Congress, led by two Texas lawmakers, is taking the lead on ensuring Americans have home broadband internet access.
The Eliminate the Digital Divide Act would allow states to execute their own broadband programs and give awards to broadband service providers to set up broadband to unserved areas. It is all an-in effort to ensure low-income individuals have access to low-cost broadband services.
Sen. John Cornyn (R-Texas) introduced a Senate version of the bill in early October; U.S. Rep. Roger Williams (R-Austin) introduced a companion House bill Oct. 20.
After Cornyn and co-sponsor Sen. Joe Manchin (D-W.V.) wrote the bill, the two contacted ConnectedNation, a nonprofit committed to getting broadband to every American, no matter where they live, work, and play.
(CORRECTION: A previous version of this article referred to Sen. Joe Manchin as a Republican. He is a Democrat.)
“They came to us as the neutral resource on broadband,” said Jennifer Harris, state program director of ConnectedNation Texas. “They drafted (the bill) and came to us for feedback and asked if there was any part that can be improved upon. Our legislative affairs staffers paid attention to every broadband bill filed.”

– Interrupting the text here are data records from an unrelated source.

// This code is part of paulidecomp.
//
// (C) Copyright the paulidecomp developers 2026
//
// This code is licensed under the Apache License, Version 2.0. You may
// obtain a copy of this license in the LICENSE.txt file in the root directory
// of this source tree or at http://www.apache.org/licenses/LICENSE-2.0.
//
// Any modifications or derivative works of this code must retain this
// copyright notice, and modified files need to carry a notice indicating
// that they have been altered from the originals.

//! Full decomposition by a two-dimensional Walsh-Hadamard-like transform.
//!
//! At level `k` every aligned `2 x 2` block of `2**k`-sized sub-blocks is replaced in-place by its
//! single-qubit Pauli components:
//!
//!   +---------+---------+          +---------+---------+
//!   |         |         |          |         |         |
//!   |   TL    |   TR    |          |  TL+BR  |  TR+BL  |
//!   |         |         |          |   (I)   |   (X)   |
//!   +---------+---------+  =====>  +---------+---------+
//!   |         |         |          |         |         |
//!   |   BL    |   BR    |          | i(TR-BL)|  TL-BR  |
//!   |         |         |          |   (Y)   |   (Z)   |
//!   +---------+---------+          +---------+---------+
//!
//! After all levels, the cell at `(row, col)` holds `dim` times the coefficient of the label whose
//! digit for qubit `t` is `(row_t, col_t)` read as a two-bit number; that is, the label is the
//! Morton interleaving of the row and column bits.  There is no partial mode: the cost is all in
//! the transform, which produces every coefficient at once.

use ndarray::ArrayView2;
use num_complex::Complex64;
use rayon::prelude::*;

use crate::bit_ops::{compact_even_bits, interlace_zeros};
use crate::pauli::num_labels;
use crate::util::{C_ZERO, IM};
use crate::{DecomposeError, num_qubits_of, run_in_parallel};

/// Apply one level of the butterfly, pairing indices that differ in the bit `shift`.
///
/// All four cells of a butterfly are read before any is written.
fn butterfly_level(scratch: &mut [Complex64], side: usize, shift: usize) {
    for row_offset in (0..side).step_by(2 * shift) {
        for col_offset in (0..side).step_by(2 * shift) {
            for row in row_offset..row_offset + shift {
                let top = row * side;
                let bottom = (row + shift) * side;
                for col in col_offset..col_offset + shift {
                    let top_left = scratch[top + col];
                    let top_right = scratch[top + col + shift];
                    let bottom_left = scratch[bottom + col];
                    let bottom_right = scratch[bottom + col + shift];
                    scratch[top + col] = top_left + bottom_right;
                    scratch[bottom + col + shift] = top_left - bottom_right;
                    scratch[top + col + shift] = top_right + bottom_left;
                    scratch[bottom + col] = (top_right - bottom_left) * IM;
                }
            }
        }
    }
}

/// Compute every coefficient of the Pauli decomposition of `operator`.
pub fn decompose(operator: ArrayView2<Complex64>) -> Result<Vec<Complex64>, DecomposeError> {
    let num_qubits = num_qubits_of(&operator)?;
    let side = 1usize << num_qubits;

    // The transform is in place, and the operator isn't ours to overwrite.  The copy is also
    // guaranteed contiguous and row-major, whatever the strides of the input view.
    let mut scratch = operator.iter().copied().collect::<Vec<_>>();
    for qubit in 0..num_qubits {
        butterfly_level(&mut scratch, side, 1 << qubit);
    }

    let norm = 1.0 / side as f64;
    if run_in_parallel(num_qubits) {
        // Scattered writes can't be split between threads, so each label gathers its own cell.
        return Ok((0..num_labels(num_qubits))
            .into_par_iter()
            .map(|label| {
                let row = compact_even_bits(label >> 1, num_qubits as u32);
                let col = compact_even_bits(label, num_qubits as u32);
                scratch[row * side + col] * norm
            })
            .collect());
    }
    let interlaced = (0..side)
        .map(|index| interlace_zeros(index, num_qubits as u32))
        .collect::<Vec<_>>();
    let mut out = vec![C_ZERO; num_labels(num_qubits)];
    for row in 0..side {
        for col in 0..side {
            out[(interlaced[row] << 1) | interlaced[col]] = scratch[row * side + col] * norm;
        }
    }
    Ok(out)
}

The bill addresses rural areas by constructing a $10 billion State Broadband Program in which governors get money based on the number of unserved and underserved individuals in their state. That will allow governors to partner with broadband service providers to build out networks to those areas and residents.
“It allows states to make their own decisions with the money,” Harris said. “They get to make their own choices – that’s the key. Having states being able to make their own choices, that’s the thing.”
Burnet Consolidated Independent School District Superintendent Keith McBurnett and Marble Falls ISD Superintendent Chris Allen know firsthand the challenges that families without high-speed internet faced when the COVID-19 pandemic hit during the spring semester.
Due to the pandemic, schools switched to remote, or virtual, learning through the end of the 2019-20 school year.
Through a BCISD survey, school officials saw that at least 10 percent of their students do not have broadband access or sufficient broadband for remote learning. McBurnett said he applauds Williams’ and Cornyn’s efforts.
“Given the barriers that exist for all families to access a survey, we believe that percentage is actually higher,” McBurnett said. “Access to broadband service is no longer a luxury, but instead is a necessity, especially in the school environment. That is why Burnet CISD has invested in its technology infrastructure and purchased a device for every middle school and high school student to take to school and home each day, and enough devices for every elementary student to have access during the school day.”
Allen also appreciated the bill.
“This has been an issue for some time, but the pandemic has highlighted the need for more broadband accessibility in certain geographic areas,” the MFISD superintendent said. “I look forward to seeing how this act tracks through the legislative process.”
ConnectedNation is still surveying Highland Lakes residents on broadband access.
The survey does not take more than 10 minutes and can be completed on a smartphone. Residents can take as many surveys as apply to them, Harris said.
The more surveys that are completed means county residents will move up on the list of getting monetary resources, she added.